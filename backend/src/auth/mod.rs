//! Authentication module for managing user accounts, sessions, and access control.
//!
//! This module provides the public interface for user authentication-related functionalities
//! such as login, registration, token management, and authorization extractors.

pub mod errors;
pub mod handlers;
pub mod middleware;
pub mod models;
pub mod routes;
pub mod service;

// Re-exports for convenience
pub use errors::AuthError;
pub use middleware::{AdminUser, AuthUser, CustomerUser, PanelUser};
pub use models::{Claims, TokenPair, TokenType};
pub use routes::auth_routes;
pub use service::{hash_password, verify_password, TokenService};
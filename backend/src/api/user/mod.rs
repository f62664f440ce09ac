//! Module for user profile API endpoints.
//!
//! This module handles functionalities related to user information that is
//! distinct from the core authentication process, such as reading and
//! editing the signed-in user's own profile.

pub mod handlers;
pub mod routes;

pub use routes::routes;
//! Central module for application-wide configuration settings.
//!
//! This module handles loading and managing configuration parameters such as
//! the bind address, database path, token secrets, mail backend, booking
//! hours and the business details shown on public pages. Values come from a
//! TOML file with per-field defaults, then selected environment overrides.

use std::fs;
use std::path::{Path, PathBuf};
use std::sync::Arc;

use chrono::NaiveTime;
use chrono_tz::Tz;
use salon_adapters::{build_adapter, AdapterError, MailAdapter, SmtpSettings};
use serde::{Deserialize, Serialize};
use thiserror::Error;
use tracing::{info, warn};

/// Environment variable naming the config file.
pub const CONFIG_ENV: &str = "SALON_CONFIG";

/// Config file picked up from the working directory when nothing else is given.
pub const DEFAULT_CONFIG_FILE: &str = "salon.toml";

const INSECURE_DEV_SECRET: &str = "insecure-dev-secret-change-me";

#[derive(Error, Debug)]
pub enum ConfigError {
    #[error("failed to read config file {path}: {source}")]
    Read {
        path: PathBuf,
        source: std::io::Error,
    },

    #[error("failed to parse config: {0}")]
    Parse(#[from] toml::de::Error),

    #[error("invalid configuration: {0}")]
    Invalid(String),
}

#[derive(Debug, Clone, Default, Serialize, Deserialize)]
pub struct AppConfig {
    #[serde(default)]
    pub server: ServerConfig,
    #[serde(default)]
    pub database: DatabaseConfig,
    #[serde(default)]
    pub auth: AuthConfig,
    #[serde(default)]
    pub mail: MailConfig,
    #[serde(default)]
    pub booking: BookingConfig,
    #[serde(default)]
    pub business: BusinessConfig,
}

#[derive(Debug, Clone, Serialize, Deserialize)]
pub struct ServerConfig {
    #[serde(default = "default_bind_addr")]
    pub bind_addr: String,
    #[serde(default = "default_cors_origins")]
    pub cors_origins: Vec<String>,
    #[serde(default = "default_max_body_bytes")]
    pub max_body_bytes: usize,
}

fn default_bind_addr() -> String {
    "127.0.0.1:8000".to_string()
}

fn default_cors_origins() -> Vec<String> {
    vec![
        "http://localhost:3000".to_string(),
        "http://127.0.0.1:3000".to_string(),
    ]
}

fn default_max_body_bytes() -> usize {
    64 * 1024
}

impl Default for ServerConfig {
    fn default() -> Self {
        Self {
            bind_addr: default_bind_addr(),
            cors_origins: default_cors_origins(),
            max_body_bytes: default_max_body_bytes(),
        }
    }
}
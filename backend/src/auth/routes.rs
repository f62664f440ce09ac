//! Route table for `/api/auth`.

use axum::routing::post;
use axum::Router;

use super::handlers;
use crate::server::AppState;

pub fn auth_routes() -> Router<AppState> {
    Router::new()
        .route("/register", post(handlers::register))
        .route("/login", post(handlers::login))
        .route("/refresh", post(handlers::refresh))
        .route("/logout", post(handlers::logout))
}
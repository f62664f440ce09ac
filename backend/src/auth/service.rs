//! Business logic for authentication.
//!
//! Password hashing, JWT issuing/validation and the account flows
//! (register, login, refresh, logout) live here; handlers stay thin.

use base64::engine::general_purpose::STANDARD as BASE64;
use base64::Engine;
use chrono::{Duration, Utc};
use jsonwebtoken::errors::ErrorKind;
use jsonwebtoken::{decode, encode, Algorithm, DecodingKey, EncodingKey, Header, Validation};
use pbkdf2::password_hash::{PasswordHash, PasswordHasher, PasswordVerifier, SaltString};
use pbkdf2::{pbkdf2_hmac, Params, Pbkdf2};
use rusqlite::Connection;
use sha2::Sha256;
use subtle::ConstantTimeEq;
use tracing::{debug, info, warn};
use uuid::Uuid;

use super::errors::AuthError;
use super::models::{
    redirect_for, AuthResponse, Claims, LoginRequest, RegisterRequest, TokenPair, TokenType,
};
use crate::config::AuthConfig;
use crate::database::models::{Role, User};
use crate::database::{queries, Database};
use crate::errors::{AppError, AppResult};
use crate::services::staff::sync_staff_profile;
use crate::utils::{is_valid_email, split_full_name};

const SALT_LEN: usize = 16;
const KEY_LEN: usize = 32;
/// Prefix of hashes imported from the previous Django deployment.
const DJANGO_SCHEME: &str = "pbkdf2_sha256";

/// Hashes a password with PBKDF2-SHA256 into a PHC string
/// (`$pbkdf2-sha256$i=<rounds>,l=32$<salt>$<hash>`).
pub fn hash_password(password: &str, iterations: u32) -> AppResult<String> {
    let salt_bytes: [u8; SALT_LEN] = rand::random();
    let salt = SaltString::encode_b64(&salt_bytes)
        .map_err(|e| AppError::Internal(format!("password salt: {}", e)))?;
    let params = Params {
        rounds: iterations.max(1),
        output_length: KEY_LEN,
    };
    let hash = Pbkdf2
        .hash_password_customized(password.as_bytes(), None, None, params, &salt)
        .map_err(|e| AppError::Internal(format!("password hashing: {}", e)))?;
    Ok(hash.to_string())
}

/// Checks a password against a PHC string or a Django
/// `pbkdf2_sha256$<iterations>$<salt>$<base64 hash>` string. Anything else
/// never matches.
pub fn verify_password(password: &str, encoded: &str) -> bool {
    if encoded.starts_with(DJANGO_SCHEME) {
        return verify_django(password, encoded);
    }
    match PasswordHash::new(encoded) {
        Ok(parsed) => Pbkdf2.verify_password(password.as_bytes(), &parsed).is_ok(),
        Err(_) => false,
    }
}

fn verify_django(password: &str, encoded: &str) -> bool {
    let parts: Vec<&str> = encoded.split('$').collect();
    let [scheme, iterations, salt, expected] = parts.as_slice() else {
        return false;
    };
    if *scheme != DJANGO_SCHEME {
        return false;
    }
    let (Ok(iterations), Ok(expected)) = (iterations.parse::<u32>(), BASE64.decode(expected)) else {
        return false;
    };
    if iterations == 0 || expected.is_empty() {
        return false;
    }
    let mut derived = vec![0u8; expected.len()];
    pbkdf2_hmac::<Sha256>(password.as_bytes(), salt.as_bytes(), iterations, &mut derived);
    derived.as_slice().ct_eq(expected.as_slice()).into()
}

/// [`hash_password`] on the blocking pool so request workers stay free.
pub async fn hash_password_blocking(password: String, iterations: u32) -> AppResult<String> {
    tokio::task::spawn_blocking(move || hash_password(&password, iterations))
        .await
        .map_err(|e| AppError::Internal(format!("password hashing task: {}", e)))?
}

/// [`verify_password`] on the blocking pool.
pub async fn verify_password_blocking(password: String, encoded: String) -> AppResult<bool> {
    tokio::task::spawn_blocking(move || verify_password(&password, &encoded))
        .await
        .map_err(|e| AppError::Internal(format!("password check task: {}", e)))
}

/// Issues and validates HS256 access and refresh tokens.
pub struct TokenService {
    encoding: EncodingKey,
    decoding: DecodingKey,
    validation: Validation,
    access_ttl: Duration,
    refresh_ttl: Duration,
}
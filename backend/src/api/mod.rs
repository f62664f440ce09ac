//! Central module for organizing the application's main API endpoints.
//!
//! This module acts as a top-level container for the API domains: the public
//! catalog pages, customer bookings and orders, the signed-in user's profile
//! and the admin panel. Authentication routes live in [`crate::auth`].

pub mod admin;
pub mod booking;
pub mod catalog;
pub mod shop;
pub mod user;
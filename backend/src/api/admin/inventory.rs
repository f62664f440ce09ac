//! Product inventory and stock movements.

use axum::extract::{Path, Query, State};
use axum::http::StatusCode;
use axum::Json;
use serde::Deserialize;
use serde_json::{json, Value};

use crate::auth::PanelUser;
use crate::database::models::{Product, StockTransaction, StockTransactionKind};
use crate::database::queries;
use crate::errors::AppResult;
use crate::server::AppState;
use crate::services::inventory::{
    self, InventoryFilter, InventoryItem, InventoryStats, ProductInput, ProductUpdate,
};

const DEFAULT_TRANSACTION_LIMIT: i64 = 50;

pub async fn list(
    State(state): State<AppState>,
    PanelUser(_): PanelUser,
    Query(filter): Query<InventoryFilter>,
) -> AppResult<Json<Vec<InventoryItem>>> {
    let items = state
        .db
        .with_conn(|conn| inventory::list_inventory(conn, &filter))?;
    Ok(Json(items))
}

pub async fn stats(
    State(state): State<AppState>,
    PanelUser(_): PanelUser,
) -> AppResult<Json<InventoryStats>> {
    let products = state
        .db
        .with_conn(|conn| Ok(queries::list_products(conn, None, None, false)?))?;
    Ok(Json(inventory::inventory_stats(&products)))
}

pub async fn low_stock(
    State(state): State<AppState>,
    PanelUser(_): PanelUser,
) -> AppResult<Json<Vec<InventoryItem>>> {
    Ok(Json(state.db.with_conn(inventory::low_stock)?))
}

#[derive(Debug, Default, Deserialize)]
pub struct TransactionQuery {
    pub product_id: Option<i64>,
    pub limit: Option<i64>,
}

pub async fn transactions(
    State(state): State<AppState>,
    PanelUser(_): PanelUser,
    Query(query): Query<TransactionQuery>,
) -> AppResult<Json<Vec<StockTransaction>>> {
    let limit = query.limit.unwrap_or(DEFAULT_TRANSACTION_LIMIT).clamp(1, 500);
    let rows = state.db.with_conn(|conn| {
        Ok(queries::list_stock_transactions(conn, query.product_id, limit)?)
    })?;
    Ok(Json(rows))
}

pub async fn create(
    State(state): State<AppState>,
    PanelUser(_): PanelUser,
    Json(input): Json<ProductInput>,
) -> AppResult<(StatusCode, Json<Product>)> {
    let product = state
        .db
        .with_conn(|conn| inventory::create_product(conn, &input))?;
    Ok((StatusCode::CREATED, Json(product)))
}

pub async fn update(
    State(state): State<AppState>,
    PanelUser(_): PanelUser,
    Path(id): Path<i64>,
    Json(update): Json<ProductUpdate>,
) -> AppResult<Json<Product>> {
    let product = state
        .db
        .with_conn(|conn| inventory::update_product(conn, id, &update))?;
    Ok(Json(product))
}

pub async fn delete(
    State(state): State<AppState>,
    PanelUser(_): PanelUser,
    Path(id): Path<i64>,
) -> AppResult<Json<Value>> {
    state
        .db
        .with_conn(|conn| inventory::delete_product(conn, id))?;
    Ok(Json(json!({ "success": true })))
}

#[derive(Debug, Deserialize)]
pub struct StockAdjustment {
    pub quantity: i64,
    #[serde(default = "default_kind")]
    pub kind: StockTransactionKind,
}

fn default_kind() -> StockTransactionKind {
    StockTransactionKind::Adjustment
}

pub async fn adjust(
    State(state): State<AppState>,
    PanelUser(_): PanelUser,
    Path(id): Path<i64>,
    Json(body): Json<StockAdjustment>,
) -> AppResult<Json<StockTransaction>> {
    let tx = state
        .db
        .with_tx(|tx| inventory::adjust_stock(tx, id, body.quantity, body.kind))?;
    Ok(Json(tx))
}
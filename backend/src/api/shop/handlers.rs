use axum::extract::State;
use axum::http::StatusCode;
use axum::Json;

use crate::auth::CustomerUser;
use crate::database::models::OrderWithItems;
use crate::errors::AppResult;
use crate::server::AppState;
use crate::services::orders::{self, PlaceOrderRequest};

pub async fn place_order(
    State(state): State<AppState>,
    CustomerUser(customer): CustomerUser,
    Json(req): Json<PlaceOrderRequest>,
) -> AppResult<(StatusCode, Json<OrderWithItems>)> {
    let order = state
        .db
        .with_tx(|tx| orders::place_order(tx, &customer, &req))?;
    Ok((StatusCode::CREATED, Json(order)))
}

pub async fn my_orders(
    State(state): State<AppState>,
    CustomerUser(customer): CustomerUser,
) -> AppResult<Json<Vec<OrderWithItems>>> {
    let orders = state
        .db
        .with_conn(|conn| orders::list_orders(conn, Some(customer.id.as_str()), None))?;
    Ok(Json(orders))
}
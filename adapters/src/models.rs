//! Generic data models for the `adapters` crate.
//!
//! These models are the transport-independent representation of an outgoing
//! email, shared by every adapter implementation.

use serde::{Deserialize, Serialize};

use crate::errors::AdapterError;

#[derive(Debug, Clone, PartialEq, Eq, Serialize, Deserialize)]
pub struct EmailMessage {
    pub from: String,
    pub to: Vec<String>,
    pub subject: String,
    pub body: String,
}

impl EmailMessage {
    pub fn new(
        from: impl Into<String>,
        to: Vec<String>,
        subject: impl Into<String>,
        body: impl Into<String>,
    ) -> Self {
        Self {
            from: from.into(),
            to,
            subject: subject.into(),
            body: body.into(),
        }
    }

    /// Checks that there is at least one recipient and that every recipient
    /// looks like `local@domain`.
    pub fn validate(&self) -> Result<(), AdapterError> {
        if self.to.is_empty() {
            return Err(AdapterError::NoRecipients);
        }
        for recipient in &self.to {
            let trimmed = recipient.trim();
            match trimmed.split_once('@') {
                Some((local, domain)) if !local.is_empty() && !domain.is_empty() => {}
                _ => return Err(AdapterError::InvalidRecipient(recipient.clone())),
            }
        }
        Ok(())
    }
}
----------------
* [WORK INSTRUCTIONS]: Check each line of the listing above for the word "AuthConfig". Then state how many lines have it, and nothing further.

* [THE ANSWER]: 2